Could blood be used as an indicator of gut microbiota diversity?
What if a simple blood test, and the analysis of some carefully chosen metabolites, could predict a large part of the gut microbiota diversity...and therefore our health status?
Sources
This article is based on scientific information
About this article
We now know that a lesser microorganism diversity in the gut microbiota is associated to disorders such as diabetes mellitus, colorectal cancer, and complex gastrointestinal disorders such as chronic inflammatory bowel diseases (IBD). But in order to use this diversity as a biomarker, a proper picture of this diversity is required: fecal metabolites are an indicator of the microbiota composition, but what about blood metabolites?
40 predictive metabolites were identified
To find out, a team tried to predict the gut microbiota diversity based on 1,000 blood analytes in a cohort composed by 399 healthy American adults enrolled in a wellness program. The results show that 40 metabolites found in the host’s blood, of which 13 are of microbial origin, explain 45% of the gut microbiota diversity, and could thus predict it. The predictive capability of metabolites was confirmed in a different validation cohort including 540 people, who were more or less healthy.

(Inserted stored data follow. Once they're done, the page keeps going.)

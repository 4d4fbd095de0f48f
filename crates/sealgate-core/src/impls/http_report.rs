//! HttpReportGenerator - レポート生成 API クライアント
//!
//! `POST {base}/api/reports` に `{"package_id": ...}` を送り、本文をそのまま
//! レポートとして受け取る。media type は `Content-Type` から取る（無ければ PDF）。

use async_trait::async_trait;
use serde::Serialize;
use std::time::Duration;

use crate::domain::artifact::DEFAULT_MEDIA_TYPE;
use crate::domain::{ObjectId, ReportArtifact};
use crate::ports::{ReportError, ReportGenerator};

#[derive(Serialize)]
struct ReportRequest {
    package_id: String,
}

pub struct HttpReportGenerator {
    base_url: String,
    client: reqwest::Client,
}

impl HttpReportGenerator {
    pub fn new(base_url: impl Into<String>) -> Result<Self, ReportError> {
        let client = reqwest::Client::builder()
            .connect_timeout(Duration::from_secs(15))
            .timeout(Duration::from_secs(120))
            .build()
            .map_err(|e| ReportError::Transport(e.to_string()))?;
        Ok(Self {
            base_url: base_url.into(),
            client,
        })
    }

    fn endpoint(&self) -> String {
        format!("{}/api/reports", self.base_url.trim_end_matches('/'))
    }
}

#[async_trait]
impl ReportGenerator for HttpReportGenerator {
    async fn generate(&self, package_id: &ObjectId) -> Result<ReportArtifact, ReportError> {
        let response = self
            .client
            .post(self.endpoint())
            .json(&ReportRequest {
                package_id: package_id.to_string(),
            })
            .send()
            .await
            .map_err(|e| ReportError::Transport(e.to_string()))?;

        let status = response.status();
        if !status.is_success() {
            let body = response
                .text()
                .await
                .unwrap_or_else(|_| "unable to read response body".to_string());
            return Err(ReportError::Status {
                status: status.as_u16(),
                body,
            });
        }

        let media_type = response
            .headers()
            .get(reqwest::header::CONTENT_TYPE)
            .and_then(|v| v.to_str().ok())
            .map(|v| v.split(';').next().unwrap_or(v).trim().to_string())
            .filter(|v| !v.is_empty())
            .unwrap_or_else(|| DEFAULT_MEDIA_TYPE.to_string());
        let bytes = response
            .bytes()
            .await
            .map_err(|e| ReportError::Transport(e.to_string()))?;
        if bytes.is_empty() {
            return Err(ReportError::Empty);
        }
        tracing::info!(package_id = %package_id, size = bytes.len(), %media_type, "report received");
        Ok(ReportArtifact::new(bytes.to_vec(), media_type))
    }
}

#[cfg(test)]
mod tests {
    use super::*;
    use axum::Router;
    use axum::http::{StatusCode, header};
    use axum::response::IntoResponse;
    use axum::routing::post;

    async fn serve(app: Router) -> String {
        let listener = tokio::net::TcpListener::bind("127.0.0.1:0").await.unwrap();
        let addr = listener.local_addr().unwrap();
        tokio::spawn(async move {
            axum::serve(listener, app).await.unwrap();
        });
        format!("http://{addr}")
    }

    #[tokio::test]
    async fn posts_package_id_and_returns_body() {
        let app = Router::new().route(
            "/api/reports",
            post(|axum::Json(body): axum::Json<serde_json::Value>| async move {
                let package = body["package_id"].as_str().unwrap_or_default().to_string();
                ([(header::CONTENT_TYPE, "application/pdf")], format!("%PDF {package}"))
            }),
        );
        let generator = HttpReportGenerator::new(serve(app).await).unwrap();

        let report = generator.generate(&ObjectId::from_u64(0xab)).await.unwrap();

        assert_eq!(report.media_type, "application/pdf");
        assert_eq!(
            String::from_utf8(report.bytes).unwrap(),
            format!("%PDF {}", ObjectId::from_u64(0xab))
        );
    }

    #[tokio::test]
    async fn error_status_is_reported() {
        let app = Router::new().route(
            "/api/reports",
            post(|| async { (StatusCode::BAD_GATEWAY, "upstream down").into_response() }),
        );
        let generator = HttpReportGenerator::new(serve(app).await).unwrap();

        let err = generator.generate(&ObjectId::from_u64(1)).await.unwrap_err();

        assert_eq!(
            err,
            ReportError::Status {
                status: 502,
                body: "upstream down".into()
            }
        );
    }

    #[tokio::test]
    async fn empty_body_is_rejected() {
        let app = Router::new().route("/api/reports", post(|| async { StatusCode::OK }));
        let generator = HttpReportGenerator::new(serve(app).await).unwrap();
        assert_eq!(
            generator.generate(&ObjectId::from_u64(1)).await.unwrap_err(),
            ReportError::Empty
        );
    }
}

Neither too much, nor too little diversity
Moreover, results suggest that instead of maximum diversity, optimal diversity should be prioritized to stay healthy. On the one hand, an association between polyphenol microbial metabolites and gut microbiota diversity has been observed, which could reflect a diet with a high content of fruits, vegetables and cereals (which in turn have a high content of polyphenols); and on the other hand, some microbial metabolites that predict diversity are related to cardiovascular or renal disorders. As a result, not only a lack of diversity but also an excess of it could turn out to be harmful, to the point where the authors mentioned the idea of an ideal range, characterized by “neither too much nor too little” diversity depending on the body mass index (BMI) value. Finally, the authors highlighted that associations between blood metabolites and gut microbiota diversity were not the same along the continuum of BMI, which suggests that limiting the analysis to “normal” and “obese” categories is too restrictive.
Towards clinical tests?
As a whole, these results attest to the close relationship between the host’s physiology and the gut microbiota, and suggest that the host’s blood metabolome is a major interface between the gut ecosystem and human health. Eventually, the ability of plasma markers to predict the gut microbiota diversity could open the way to the development of clinical tests to monitor the gut microbial health, through a simple blood sample, easy to handle.